Exercise goal: Please copy out the entries below exactly, beginning with the line that contains "prompt, plus best-effort" and ending with the line that contains "message, sorted ascending", and include nothing outside that span.

[Dataset records]
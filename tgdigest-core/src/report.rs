use crate::{Message, SummaryOutcome};

#[derive(Debug, Clone, Copy, PartialEq, Eq, serde::Serialize)]
#[serde(rename_all = "lowercase")]
pub enum Status {
    Success,
    Error,
    Info,
}

#[derive(Debug, Clone, Copy, Default, PartialEq, Eq, serde::Serialize)]
pub struct MessageCounts {
    pub total: usize,
    pub filtered: usize,
    pub with_context: usize,
}

#[derive(Debug, Clone, Default, PartialEq, serde::Serialize)]
pub struct DateRange {
    pub earliest: Option<String>,
    pub latest: Option<String>,
}

impl DateRange {
    /// Date range of the filtered (not extended) message set.
    ///
    /// The fetcher yields messages newest-first, so the earliest message is
    /// the last element and the latest the first. That assumption is checked
    /// here: an out-of-order slice (possible after merging fetches) falls
    /// back to a full scan instead of trusting the endpoints.
    pub fn from_filtered(filtered: &[Message]) -> Self {
        if filtered.is_empty() {
            return DateRange::default();
        }

        let newest_first = filtered.windows(2).all(|w| w[0].datetime >= w[1].datetime);

        if newest_first {
            DateRange {
                earliest: filtered.last().map(|m| m.timestamp.clone()),
                latest: filtered.first().map(|m| m.timestamp.clone()),
            }
        } else {
            tracing::warn!("filtered messages are not newest-first, scanning for date range");

            DateRange {
                earliest: filtered
                    .iter()
                    .min_by_key(|m| m.datetime)
                    .map(|m| m.timestamp.clone()),
                latest: filtered
                    .iter()
                    .max_by_key(|m| m.datetime)
                    .map(|m| m.timestamp.clone()),
            }
        }
    }
}

/// Final immutable record of one analysis run.
#[derive(Debug, Clone, serde::Serialize)]
pub struct AnalysisReport {
    pub status: Status,
    #[serde(skip_serializing_if = "Option::is_none")]
    pub message: Option<String>,
    pub chat_title: String,
    #[serde(skip_serializing_if = "Option::is_none")]
    pub target_users: Option<Vec<String>>,
    pub message_count: MessageCounts,
    pub date_range: DateRange,
    pub text_summaries: SummaryOutcome,
    #[serde(skip_serializing_if = "Option::is_none")]
    pub unread_count: Option<usize>,
}

impl AnalysisReport {
    pub fn success(
        chat_title: impl Into<String>,
        target_users: Option<Vec<String>>,
        message_count: MessageCounts,
        date_range: DateRange,
        text_summaries: SummaryOutcome,
    ) -> Self {
        AnalysisReport {
            status: Status::Success,
            message: None,
            chat_title: chat_title.into(),
            target_users,
            message_count,
            date_range,
            text_summaries,
            unread_count: None,
        }
    }

    pub fn error(message: impl Into<String>) -> Self {
        AnalysisReport {
            status: Status::Error,
            message: Some(message.into()),
            chat_title: String::new(),
            target_users: None,
            message_count: MessageCounts::default(),
            date_range: DateRange::default(),
            text_summaries: SummaryOutcome::default(),
            unread_count: None,
        }
    }

    pub fn info(message: impl Into<String>, chat_title: impl Into<String>) -> Self {
        AnalysisReport {
            status: Status::Info,
            message: Some(message.into()),
            chat_title: chat_title.into(),
            target_users: None,
            message_count: MessageCounts::default(),
            date_range: DateRange::default(),
            text_summaries: SummaryOutcome::default(),
            unread_count: None,
        }
    }
}
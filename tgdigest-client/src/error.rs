#[derive(Debug, thiserror::Error)]
pub enum FetchError {
    #[error("Grammers session storage error: {0}")]
    Session(#[from] sqlite::Error),

    #[error("Grammers invocation error: {0}")]
    Invocation(#[from] grammers_mtsender::InvocationError),

    #[error("Sign in error: {0}")]
    SignIn(Box<grammers_client::SignInError>),

    #[error("IO error: {0}")]
    Io(#[from] std::io::Error),

    #[error("Chat not found: {0}")]
    ChatNotFound(String),
}

impl From<grammers_client::SignInError> for FetchError {
    fn from(err: grammers_client::SignInError) -> Self {
        FetchError::SignIn(Box::new(err))
    }
}

pub type FetchResult<T> = Result<T, FetchError>;
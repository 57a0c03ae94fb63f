mod models;

use crate::openrouter::models::{ChatMessage, ChatRequest, ChatResponse};
use crate::{AiError, AiResult, Config, Summarizer};

pub struct OpenRouterClient {
    client: reqwest::Client,
    api_key: String,
    endpoint: String,
    max_tokens: u32,
}

impl OpenRouterClient {
    pub fn new(config: &Config) -> Self {
        Self {
            client: reqwest::Client::new(),
            api_key: config.api_key.clone(),
            endpoint: config.endpoint.clone(),
            max_tokens: config.max_tokens,
        }
    }
}

impl Summarizer for OpenRouterClient {
    async fn summarize(&self, prompt: &str, model: &str) -> AiResult<String> {
        if prompt.is_empty() {
            return Ok("No messages to summarize.".to_string());
        }

        tracing::info!(%model, "requesting summary via OpenRouter");

        let request = ChatRequest {
            model: model.to_string(),
            max_tokens: self.max_tokens,
            messages: vec![ChatMessage {
                role: "user".to_string(),
                content: prompt.to_string(),
            }],
        };

        let response = self
            .client
            .post(&self.endpoint)
            .header("authorization", format!("Bearer {}", self.api_key))
            .header("content-type", "application/json")
            .json(&request)
            .send()
            .await?;

        // Check status before parsing
        if !response.status().is_success() {
            let status = response.status();
            let body = response.text().await.unwrap_or_default();
            tracing::error!(%status, %body, "OpenRouter API error");
            return Err(AiError::Api(format!("{status}: {body}")));
        }

        let response = response.json::<ChatResponse>().await?;

        if let Some(error) = response.error {
            return Err(AiError::Api(error.message));
        }

        Ok(response
            .choices
            .into_iter()
            .next()
            .map(|c| c.message.content)
            .unwrap_or_else(|| "No summary generated.".to_string()))
    }
}
use crate::message::UNKNOWN_SENDER;
use crate::Message;

/// Participant name -> messages, in the order participants and messages were
/// first encountered. The encounter order feeds the participant list of the
/// summarization prompt, so a hash map would not do here.
#[derive(Debug, Clone, Default, PartialEq, serde::Serialize)]
pub struct ParticipantIndex {
    entries: Vec<(String, Vec<Message>)>,
}

impl ParticipantIndex {
    pub fn push(&mut self, name: &str, message: Message) {
        match self.entries.iter_mut().find(|(n, _)| n == name) {
            Some((_, messages)) => messages.push(message),
            None => self.entries.push((name.to_string(), vec![message])),
        }
    }

    pub fn names(&self) -> impl Iterator<Item = &str> {
        self.entries.iter().map(|(name, _)| name.as_str())
    }

    pub fn get(&self, name: &str) -> Option<&[Message]> {
        self.entries
            .iter()
            .find(|(n, _)| n == name)
            .map(|(_, messages)| messages.as_slice())
    }

    pub fn iter(&self) -> impl Iterator<Item = (&str, &[Message])> {
        self.entries
            .iter()
            .map(|(name, messages)| (name.as_str(), messages.as_slice()))
    }

    pub fn len(&self) -> usize {
        self.entries.len()
    }

    pub fn is_empty(&self) -> bool {
        self.entries.is_empty()
    }
}

/// Partition messages by sender display name. Messages with an empty sender
/// name are grouped under the `"Unknown"` label.
pub fn group_by_participant(messages: &[Message]) -> ParticipantIndex {
    let mut index = ParticipantIndex::default();

    for msg in messages {
        let name = if msg.sender_name.is_empty() {
            UNKNOWN_SENDER
        } else {
            msg.sender_name.as_str()
        };

        index.push(name, msg.clone());
    }

    index
}
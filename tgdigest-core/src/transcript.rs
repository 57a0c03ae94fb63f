//! Transcript assembly: flattens a message set into the chronologically
//! ordered text block fed to the summarization prompt, plus best-effort
//! extraction of source names embedded in message bodies.

use std::collections::BTreeSet;

use crate::message::UNKNOWN_SOURCE;
use crate::Message;

/// Render a message set as one annotated line per message, sorted ascending
/// by `datetime`. This is the only place chronological order is enforced;
/// upstream order is newest-first with context messages appended.
pub fn assemble(messages: &[Message]) -> String {
    let mut ordered: Vec<&Message> = messages.iter().collect();
    // Stable: ties keep their input relative order.
    ordered.sort_by_key(|m| m.datetime);

    ordered
        .iter()
        .map(|m| render_line(m))
        .collect::<Vec<_>>()
        .join("\n")
}

fn render_line(msg: &Message) -> String {
    if msg.is_forwarded {
        let source = msg.forwarded_from.as_deref().unwrap_or(UNKNOWN_SOURCE);
        format!(
            "[{}] {} shared content originally by {}: {}",
            msg.timestamp, msg.sender_name, source, msg.text
        )
    } else {
        format!("[{}] {}: {}", msg.timestamp, msg.sender_name, msg.text)
    }
}

/// Substitute the `{participants}` and `{messages}` placeholders of a prompt
/// template. An empty participant list renders as the literal `None`.
pub fn render_prompt(template: &str, participant_names: &[&str], transcript: &str) -> String {
    let participants = if participant_names.is_empty() {
        "None".to_string()
    } else {
        participant_names.join(", ")
    };

    template
        .replace("{participants}", &participants)
        .replace("{messages}", transcript)
}

/// Capability to pull embedded source names out of free message text.
///
/// Implementations must be total: malformed text yields an empty result for
/// that message, never a failure.
pub trait SourceExtractor {
    fn extract(&self, text: &str) -> Vec<String>;
}

const SOURCE_MARKER: char = '💰';
const SOURCE_BRACKET: char = '【';
const SOURCE_PREFIX: &str = "from: 💰";

/// Extractor for the signal-channel convention: a source name sits between
/// `💰` and `【`, or follows `from: 💰` up to the next whitespace.
#[derive(Debug, Clone, Copy, Default)]
pub struct MarkerSourceExtractor;

impl SourceExtractor for MarkerSourceExtractor {
    fn extract(&self, text: &str) -> Vec<String> {
        let Some(marker) = text.find(SOURCE_MARKER) else {
            return Vec::new();
        };

        let mut names = Vec::new();

        if let Some(bracket) = text.find(SOURCE_BRACKET) {
            // Bracketed form takes precedence; a bracket before the marker
            // means there is nothing to extract from this message.
            let start = marker + SOURCE_MARKER.len_utf8();
            if bracket > start {
                let name = text[start..bracket].trim();
                if !name.is_empty() {
                    names.push(name.to_string());
                }
            }
        } else if let Some((_, rest)) = text.split_once(SOURCE_PREFIX) {
            if let Some(word) = rest.split_whitespace().next() {
                names.push(word.to_string());
            }
        }

        names
    }
}

/// Run an extractor over a whole message set, deduplicating into a
/// lexicographically sorted list.
pub fn collect_sources<E>(messages: &[Message], extractor: &E) -> Vec<String>
where
    E: SourceExtractor + ?Sized,
{
    let mut names = BTreeSet::new();

    for msg in messages {
        for name in extractor.extract(&msg.text) {
            names.insert(name);
        }
    }

    names.into_iter().collect()
}
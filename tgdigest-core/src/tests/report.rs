use crate::tests::support::{conversation, msg};
use crate::{AnalysisReport, DateRange, MessageCounts, Status, SummaryOutcome};

#[test]
fn test_date_range_from_newest_first_slice() {
    let messages = conversation();

    let range = DateRange::from_filtered(&messages);

    assert_eq!(range.earliest.as_deref(), Some("2024-05-01 12:00:00"));
    assert_eq!(range.latest.as_deref(), Some("2024-05-01 12:40:00"));
}

#[test]
fn test_date_range_empty_input() {
    let range = DateRange::from_filtered(&[]);

    assert_eq!(range.earliest, None);
    assert_eq!(range.latest, None);
}

#[test]
fn test_date_range_rescans_out_of_order_input() {
    // Oldest-first, i.e. the newest-first assumption is violated; trusting
    // the endpoints would swap earliest and latest.
    let messages = vec![
        msg(1, 0, "@a", "first"),
        msg(3, 20, "@a", "last"),
        msg(2, 10, "@a", "middle"),
    ];

    let range = DateRange::from_filtered(&messages);

    assert_eq!(range.earliest.as_deref(), Some("2024-05-01 12:00:00"));
    assert_eq!(range.latest.as_deref(), Some("2024-05-01 12:20:00"));
}

#[test]
fn test_date_range_single_message() {
    let messages = vec![msg(1, 5, "@a", "only")];

    let range = DateRange::from_filtered(&messages);

    assert_eq!(range.earliest, range.latest);
    assert_eq!(range.earliest.as_deref(), Some("2024-05-01 12:05:00"));
}

#[test]
fn test_error_report_shape() {
    let report = AnalysisReport::error("No messages found in the specified chat");

    assert_eq!(report.status, Status::Error);
    assert_eq!(
        report.message.as_deref(),
        Some("No messages found in the specified chat")
    );
    assert_eq!(report.message_count, MessageCounts::default());
}

#[test]
fn test_info_report_keeps_chat_title() {
    let report = AnalysisReport::info("No unread messages", "Dev Chat");

    assert_eq!(report.status, Status::Info);
    assert_eq!(report.chat_title, "Dev Chat");
}

#[test]
fn test_report_serializes_like_the_wire_format() {
    let mut summaries = SummaryOutcome::default();
    summaries.overall = Some("all good".to_string());
    summaries
        .by_participant
        .insert("Alice".to_string(), "reviewed".to_string());

    let report = AnalysisReport::success(
        "Dev Chat",
        Some(vec!["alice".to_string()]),
        MessageCounts {
            total: 5,
            filtered: 2,
            with_context: 4,
        },
        DateRange::from_filtered(&conversation()),
        summaries,
    );

    let json = serde_json::to_value(&report).unwrap();

    assert_eq!(json["status"], "success");
    assert_eq!(json["message_count"]["with_context"], 4);
    assert_eq!(json["text_summaries"]["overall_summary"], "all good");
    assert_eq!(json["text_summaries"]["by_participant"]["Alice"], "reviewed");
    assert!(json.get("message").is_none());
    assert!(json.get("unread_count").is_none());
}
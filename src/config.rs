use std::path::PathBuf;

#[derive(serde::Deserialize)]
pub(crate) struct Config {
    pub telegram: tgdigest_client::Config,
    pub openrouter: tgdigest_ai::Config,

    #[serde(default)]
    pub default_chat_id: Option<String>,
    #[serde(default = "default_model")]
    pub default_model: String,
    #[serde(default = "default_message_limit")]
    pub message_limit: usize,
    #[serde(default = "default_prompt_dir")]
    pub prompt_dir: PathBuf,
}

fn default_model() -> String {
    "openai/o4-mini-high".to_string()
}

fn default_message_limit() -> usize {
    200
}

fn default_prompt_dir() -> PathBuf {
    PathBuf::from("data/prompts")
}

impl Default for Config {
    fn default() -> Self {
        Self::new()
    }
}

impl Config {
    pub fn new() -> Config {
        let env_config = config::Environment::default()
            .separator("__")
            .list_separator(";")
            .try_parsing(true);

        let mut conf_builder = config::Config::builder().add_source(env_config);

        if std::path::Path::new("Settings.toml").exists() {
            conf_builder = conf_builder.add_source(config::File::with_name("./Settings.toml"));
        }

        conf_builder
            .build()
            .unwrap()
            .try_deserialize::<Config>()
            .unwrap_or_else(|e| panic!("Error parsing config: {e}"))
    }
}
use std::path::Path;

use tgdigest_core::{AnalysisReport, Status};

use crate::cli::OutputFormat;

/// Make a summary displayable: placeholder for empty, error summaries set
/// in italics, model thinking blocks stripped.
pub fn clean_summary(summary: &str) -> String {
    if summary.is_empty() {
        return "No summary available.".to_string();
    }

    if summary.starts_with("Error generating") {
        return format!("*{summary}*");
    }

    if summary.contains("<think>") {
        if let Some(end) = summary.find("</think>") {
            return summary[end + "</think>".len()..].trim().to_string();
        }
    }

    summary.to_string()
}

pub fn format_results(report: &AnalysisReport, format: OutputFormat) -> String {
    if report.status != Status::Success {
        return format!(
            "Error: {}",
            report.message.as_deref().unwrap_or("Unknown error")
        );
    }

    // A generated summary dictates its own layout regardless of format.
    if report
        .text_summaries
        .overall
        .as_deref()
        .is_some_and(|s| !s.is_empty())
    {
        return format_summary_results(report);
    }

    match format {
        OutputFormat::Json => serde_json::to_string_pretty(report)
            .unwrap_or_else(|e| format!("Error: could not serialize results: {e}")),
        OutputFormat::Markdown => format_as_markdown(report),
        OutputFormat::Text => format_as_text(report),
    }
}

fn format_summary_results(report: &AnalysisReport) -> String {
    let mut output = format!("# Telegram Chat Analysis: {}\n\n", report.chat_title);
    output += &format!(
        "Messages analyzed: {}\n",
        report.message_count.with_context
    );
    output += &format!(
        "Date Range: {} to {}\n\n",
        report.date_range.earliest.as_deref().unwrap_or("None"),
        report.date_range.latest.as_deref().unwrap_or("None"),
    );

    if let Some(overall) = &report.text_summaries.overall {
        output += &clean_summary(overall);
        output += "\n\n";
    }

    output += "## Participant Summaries\n\n";

    // Sorted for deterministic output.
    let mut participants: Vec<_> = report.text_summaries.by_participant.iter().collect();
    participants.sort_by_key(|(name, _)| name.as_str());

    for (participant, summary) in participants {
        output += &format!("### {participant}\n\n{}\n\n", clean_summary(summary));
    }

    output
}

fn format_as_markdown(report: &AnalysisReport) -> String {
    let mut output = format!("# Telegram Chat Summary: {}\n\n", report.chat_title);

    if let Some(users) = &report.target_users {
        output += &format!("**Users**: {}\n", users.join(", "));
    }

    output += &format!(
        "**Messages**: {} (with context: {})\n",
        report.message_count.filtered, report.message_count.with_context
    );
    output += &format!(
        "**Date Range**: {} to {}\n\n",
        report.date_range.earliest.as_deref().unwrap_or("None"),
        report.date_range.latest.as_deref().unwrap_or("None"),
    );

    output
}

fn format_as_text(report: &AnalysisReport) -> String {
    let mut output = format!("Telegram Chat: {}\n", report.chat_title);

    if let Some(users) = &report.target_users {
        output += &format!("Users: {}\n", users.join(", "));
    }

    output += &format!(
        "Messages: {} (with context: {})\n",
        report.message_count.filtered, report.message_count.with_context
    );
    output += &format!(
        "Date Range: {} to {}\n\n",
        report.date_range.earliest.as_deref().unwrap_or("None"),
        report.date_range.latest.as_deref().unwrap_or("None"),
    );

    output
}

/// Write to the given file, or print to the console. A file write failure
/// falls back to the console rather than losing the results.
pub fn write_output(output: &str, path: Option<&Path>) {
    match path {
        Some(path) => {
            if let Err(error) = std::fs::write(path, output) {
                tracing::error!(%error, path = %path.display(), "error writing output file");
                println!("{output}");
            } else {
                tracing::info!(path = %path.display(), "results saved");
            }
        }
        None => println!("{output}"),
    }
}
use std::io::{BufRead, Write};

use crate::FetchResult;

/// Read one trimmed line from stdin, used by the interactive sign-in flow.
pub fn prompt(message: &str) -> FetchResult<String> {
    print!("{}", message);
    std::io::stdout().flush()?;

    let mut input = String::new();
    std::io::stdin().lock().read_line(&mut input)?;

    Ok(input.trim().to_string())
}
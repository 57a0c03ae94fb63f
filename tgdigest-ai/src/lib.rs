mod config;
mod error;
pub mod openrouter;

pub use config::Config;
pub use error::*;

/// A single round-trip to a summarization model.
///
/// The prompt arrives fully rendered (placeholders already substituted).
/// One analysis request makes exactly one call; per-participant quality is
/// traded for staying clear of provider rate limits.
pub trait Summarizer {
    fn summarize(&self, prompt: &str, model: &str) -> impl Future<Output = AiResult<String>>;
}
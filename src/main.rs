mod analyze;
mod cli;
mod config;
mod output;
mod prompts;

#[cfg(test)]
mod tests;

use clap::Parser;
use tgdigest_ai::openrouter::OpenRouterClient;
use tgdigest_client::TelegramFetcher;

#[tokio::main]
async fn main() -> anyhow::Result<()> {
    tracing_subscriber::fmt::init();

    let cli = cli::Cli::parse();
    let config = config::Config::new();

    let Some(chat_id) = cli.chat_id.clone().or_else(|| config.default_chat_id.clone()) else {
        tracing::error!("No chat ID provided and no default found in config.");
        tracing::error!("Specify a chat with -c/--chat-id or set DEFAULT_CHAT_ID.");
        std::process::exit(1);
    };

    let fetcher = TelegramFetcher::new(&config.telegram)?;
    fetcher.authorize().await?;

    let summarizer = OpenRouterClient::new(&config.openrouter);
    let prompt_template = prompts::get_prompt(&config.prompt_dir, prompts::OVERALL_PROMPT);

    let options = analyze::AnalyzeOptions {
        chat_id,
        target_users: cli.users.clone(),
        limit: cli.limit.unwrap_or(config.message_limit),
        model: cli.model.clone().unwrap_or_else(|| config.default_model.clone()),
        unread_only: cli.unread,
    };

    let report = analyze::analyze_messages(&fetcher, &summarizer, &prompt_template, &options).await?;

    let rendered = output::format_results(&report, cli.format);
    output::write_output(&rendered, cli.output.as_deref());

    Ok(())
}
use std::path::Path;

pub const OVERALL_PROMPT: &str = "overall_prompt";

// Shipped copy of the template; the on-disk file wins when present so the
// prompt can be tuned without rebuilding.
const BUILTIN_OVERALL_PROMPT: &str = include_str!("../data/prompts/overall_prompt.md");

/// Load a prompt template by name from the prompt directory, falling back
/// to the built-in template when the file is missing or empty.
pub fn get_prompt(prompt_dir: &Path, name: &str) -> String {
    let path = prompt_dir.join(format!("{name}.md"));

    match std::fs::read_to_string(&path) {
        Ok(content) if !content.trim().is_empty() => content,
        Ok(_) => {
            tracing::warn!(path = %path.display(), "prompt file is empty, using built-in template");
            BUILTIN_OVERALL_PROMPT.to_string()
        }
        Err(error) => {
            tracing::warn!(
                %error,
                path = %path.display(),
                "could not load prompt file, using built-in template"
            );
            BUILTIN_OVERALL_PROMPT.to_string()
        }
    }
}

Reply:
//! ordered text block fed to the summarization prompt, plus best-effort
//! extraction of source names embedded in message bodies.

use std::collections::BTreeSet;

use crate::message::UNKNOWN_SOURCE;
use crate::Message;

/// Render a message set as one annotated line per message, sorted ascending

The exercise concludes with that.